Two years in uniform had done it for her. She had no interest in being career military. She knew women who could be generals and wanted the job a whole lot more than she ever did.

She'd wanted what she'd had. A sexy, irreverent husband who rescued people. A smart, healthy son. A job she loved.

But she didn't have any of those things anymore.

"Negative thinking, negative thinking."

The monitor had gone into sleep mode. She got it up and running again, but she was having the same problem she'd had since she got back yesterday from breakfast with Hank and Antonia-she couldn't access Manny's files without his password. Why did the bastard need a password? Had he decided she was nuts and couldn't be trusted with access to his files?

She'd tried every possible password combination she could think of. Eric's middle name, his birthday, the name they'd picked out if he'd been a girl. Her middle name. Her maiden name. Their wedding date. Manny was a sentimentalist at heart, and he wasn't particularly creative or intricate in his thinking. It had to be something obvious.

Irritated, she typed bullheaded, but that didn't work, either.

Tyler North? Nope, not in any combination she tried.
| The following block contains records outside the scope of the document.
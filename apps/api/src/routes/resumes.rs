//! Resume processing endpoints: the upload boundary in, the recommendation
//! boundary out.

use std::collections::BTreeSet;
use std::time::Duration;

use axum::extract::{Multipart, Query, State};
use axum::Json;
use bytes::Bytes;
use serde::{Deserialize, Serialize};
use tracing::{info, warn};

use crate::errors::AppError;
use crate::extraction::{
    run_extraction, ExtractionError, ExtractionMode, ExtractionPolicy, ExtractionState, MediaType,
    RawDocument,
};
use crate::fusion::{merge, CandidateProfile, FormProfile, FusedProfile};
use crate::models::recommendation::MatchResult;
use crate::scoring::{aggregate_gaps, rank_courses, rank_jobs};
use crate::state::AppState;

const DEFAULT_TOP_JOBS: usize = 10;
const DEFAULT_TOP_COURSES: usize = 10;

#[derive(Debug, Deserialize)]
pub struct TopKQuery {
    pub top_jobs: Option<usize>,
    pub top_courses: Option<usize>,
}

/// How the extraction branch concluded, surfaced alongside the profile so
/// callers can tell degraded output from a clean run.
#[derive(Debug, Serialize)]
pub struct ExtractionSummary {
    /// `structured`, `heuristic`, or absent when extraction failed.
    pub mode: Option<ExtractionMode>,
    pub confidence: Option<f64>,
    pub degraded: bool,
    /// The states the extraction machine moved through.
    #[serde(skip_serializing_if = "Vec::is_empty")]
    pub trace: Vec<ExtractionState>,
    /// Present only when the extraction branch failed and the profile was
    /// built from the form alone.
    #[serde(skip_serializing_if = "Option::is_none")]
    pub error: Option<String>,
}

#[derive(Debug, Serialize)]
pub struct ProcessResumeResponse {
    pub profile: FusedProfile,
    pub extraction: ExtractionSummary,
    pub jobs: Vec<MatchResult>,
    pub courses: Vec<MatchResult>,
}

/// POST /api/v1/resumes/process
///
/// Multipart request: a `resume` file part (PDF or plain text) and an
/// optional `form` part with the user-supplied profile JSON. Runs the whole
/// pipeline and responds with the fused profile plus ranked recommendations.
pub async fn handle_process_resume(
    State(state): State<AppState>,
    Query(top_k): Query<TopKQuery>,
    multipart: Multipart,
) -> Result<Json<ProcessResumeResponse>, AppError> {
    let parts = read_multipart(multipart).await?;
    let doc = parts
        .document
        .ok_or_else(|| AppError::Validation("missing 'resume' file part".to_string()))?;
    let form = parts.form.unwrap_or_default().into_profile();

    let policy = extraction_policy(&state);
    let structurer = state.structurer.as_deref();

    let (extracted, summary) =
        match run_extraction(&doc, structurer, &state.heuristic, &policy).await {
            Ok(outcome) => {
                let summary = ExtractionSummary {
                    mode: Some(outcome.mode),
                    confidence: Some(outcome.confidence),
                    degraded: outcome.is_degraded(),
                    trace: outcome.trace,
                    error: None,
                };
                (Some(outcome.profile), summary)
            }
            Err(e @ ExtractionError::UnreadableDocument(_)) => return Err(e.into()),
            Err(ExtractionError::HeuristicFailure(msg)) => {
                // The extraction branch is gone; the form carries the request.
                warn!("Extraction branch failed, proceeding form-only: {msg}");
                let summary = ExtractionSummary {
                    mode: None,
                    confidence: None,
                    degraded: true,
                    trace: Vec::new(),
                    error: Some(msg),
                };
                (None, summary)
            }
        };

    let fused = merge(&form, extracted.as_ref(), &state.taxonomy);
    let response = recommend(&state, fused, summary, &top_k).await?;
    Ok(Json(response))
}

/// POST /api/v1/profiles/recommendations
///
/// JSON body: the form profile alone, no document. Scores the profile as-is
/// against the catalog.
pub async fn handle_recommendations(
    State(state): State<AppState>,
    Query(top_k): Query<TopKQuery>,
    Json(form): Json<FormProfile>,
) -> Result<Json<ProcessResumeResponse>, AppError> {
    let form = form.into_profile();
    if form == CandidateProfile::default() {
        return Err(AppError::Validation("profile is empty".to_string()));
    }

    let fused = merge(&form, None, &state.taxonomy);
    let summary = ExtractionSummary {
        mode: None,
        confidence: None,
        degraded: false,
        trace: Vec::new(),
        error: None,
    };
    let response = recommend(&state, fused, summary, &top_k).await?;
    Ok(Json(response))
}

async fn recommend(
    state: &AppState,
    fused: FusedProfile,
    summary: ExtractionSummary,
    top_k: &TopKQuery,
) -> Result<ProcessResumeResponse, AppError> {
    let jobs = state
        .catalog
        .jobs()
        .await
        .map_err(|e| AppError::Catalog(e.to_string()))?;
    let courses = state
        .catalog
        .courses()
        .await
        .map_err(|e| AppError::Catalog(e.to_string()))?;

    let mut job_results = rank_jobs(&fused, &jobs, &state.taxonomy);
    // Courses are scored against the gaps the job market surfaced.
    let gaps: BTreeSet<String> = aggregate_gaps(&job_results);
    let mut course_results = rank_courses(&fused, &courses, &gaps, &state.taxonomy);

    job_results.truncate(top_k.top_jobs.unwrap_or(DEFAULT_TOP_JOBS));
    course_results.truncate(top_k.top_courses.unwrap_or(DEFAULT_TOP_COURSES));

    info!(
        jobs = job_results.len(),
        courses = course_results.len(),
        "Recommendations computed"
    );

    Ok(ProcessResumeResponse {
        profile: fused,
        extraction: summary,
        jobs: job_results,
        courses: course_results,
    })
}

struct UploadParts {
    document: Option<RawDocument>,
    form: Option<FormProfile>,
}

async fn read_multipart(mut multipart: Multipart) -> Result<UploadParts, AppError> {
    let mut document = None;
    let mut form = None;

    while let Some(field) = multipart
        .next_field()
        .await
        .map_err(|e| AppError::Validation(format!("malformed multipart body: {e}")))?
    {
        match field.name() {
            Some("resume") => {
                let media_type = resolve_media_type(
                    field.content_type().map(str::to_string),
                    field.file_name().map(str::to_string),
                )?;
                let bytes: Bytes = field
                    .bytes()
                    .await
                    .map_err(|e| AppError::Validation(format!("failed to read upload: {e}")))?;
                document = Some(RawDocument { bytes, media_type });
            }
            Some("form") => {
                let text = field
                    .text()
                    .await
                    .map_err(|e| AppError::Validation(format!("failed to read form part: {e}")))?;
                let parsed: FormProfile = serde_json::from_str(&text)
                    .map_err(|e| AppError::Validation(format!("invalid form JSON: {e}")))?;
                form = Some(parsed);
            }
            _ => {} // unknown parts are ignored
        }
    }

    Ok(UploadParts { document, form })
}

fn resolve_media_type(
    content_type: Option<String>,
    file_name: Option<String>,
) -> Result<MediaType, AppError> {
    if let Some(ct) = &content_type {
        if let Some(media_type) = MediaType::from_mime(ct) {
            return Ok(media_type);
        }
    }
    if let Some(name) = &file_name {
        let name = name.to_lowercase();
        if name.ends_with(".pdf") {
            return Ok(MediaType::Pdf);
        }
        if name.ends_with(".txt") || name.ends_with(".md") {
            return Ok(MediaType::PlainText);
        }
    }
    Err(AppError::Validation(format!(
        "unsupported document type: {}",
        content_type.as_deref().unwrap_or("unknown")
    )))
}

fn extraction_policy(state: &AppState) -> ExtractionPolicy {
    ExtractionPolicy {
        acceptance_threshold: state.taxonomy.thresholds.acceptance,
        heuristic_ceiling: state.taxonomy.thresholds.heuristic_ceiling,
        attempt_timeout: Duration::from_secs(state.config.structuring_timeout_secs),
        max_retries: state.config.structuring_max_retries,
        ..Default::default()
    }
}

#[cfg(test)]
mod tests {
    use super::*;

    #[test]
    fn test_resolve_media_type_prefers_content_type() {
        let media = resolve_media_type(
            Some("application/pdf".to_string()),
            Some("resume.txt".to_string()),
        )
        .unwrap();
        assert_eq!(media, MediaType::Pdf);
    }

    #[test]
    fn test_resolve_media_type_falls_back_to_extension() {
        let media = resolve_media_type(None, Some("resume.PDF".to_string())).unwrap();
        assert_eq!(media, MediaType::Pdf);
        let media = resolve_media_type(None, Some("resume.txt".to_string())).unwrap();
        assert_eq!(media, MediaType::PlainText);
    }

    #[test]
    fn test_resolve_media_type_rejects_unknown() {
        assert!(resolve_media_type(Some("image/png".to_string()), None).is_err());
        assert!(resolve_media_type(None, None).is_err());
    }
}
If she called Manny and asked him for his password, he wouldn't tell her. He'd just say "butt out" and hang up. Or not bother to call her back at all.

Stubborn.

Irritating.

Nothing was working. She flopped back against her chair and sipped her Diet Coke. She had to stay busy. If she didn't, she'd think. She'd relive the scary, early days of Eric's illness. She'd relive charging off to the emergency room while Manny was out of the country, facing dangers of his own-he couldn't talk about most of his missions, but she was well aware of what he did.

She didn't think, not then, that she could lose them both, her husband to combat, her son to illness. Only afterward, only when they were safe. It was sick, but there it was.

She suddenly realized she was shaking, crying. Her gaze settled on the number of her therapist, which she'd written on an orange Post-it note and stuck to the side of the computer. She grabbed it and reached for the phone, but she didn't dial, instead doing her relaxation and visualization exercises until she felt the incipient panic pass.

It'd be okay. She was getting better.

For grins, she typed crazywoman, but nothing happened.

"Maybe I should just shoot the damn thing."

If she couldn't get into Manny's files and he didn't want to talk to her, what could she do?

She dug her date book out of her handbag and looked up Tyler North's number in New Hampshire. If he wasn't on duty, he'd be there. She used to be critical of his weird, crazy mother. Not anymore. For the most part, she'd done the best she could. She made mistakes. But she'd been lucky.

If Manny had confided in anyone, it'd be his best friend and fellow PJ. Obviously, Val thought, it wasn't his wife.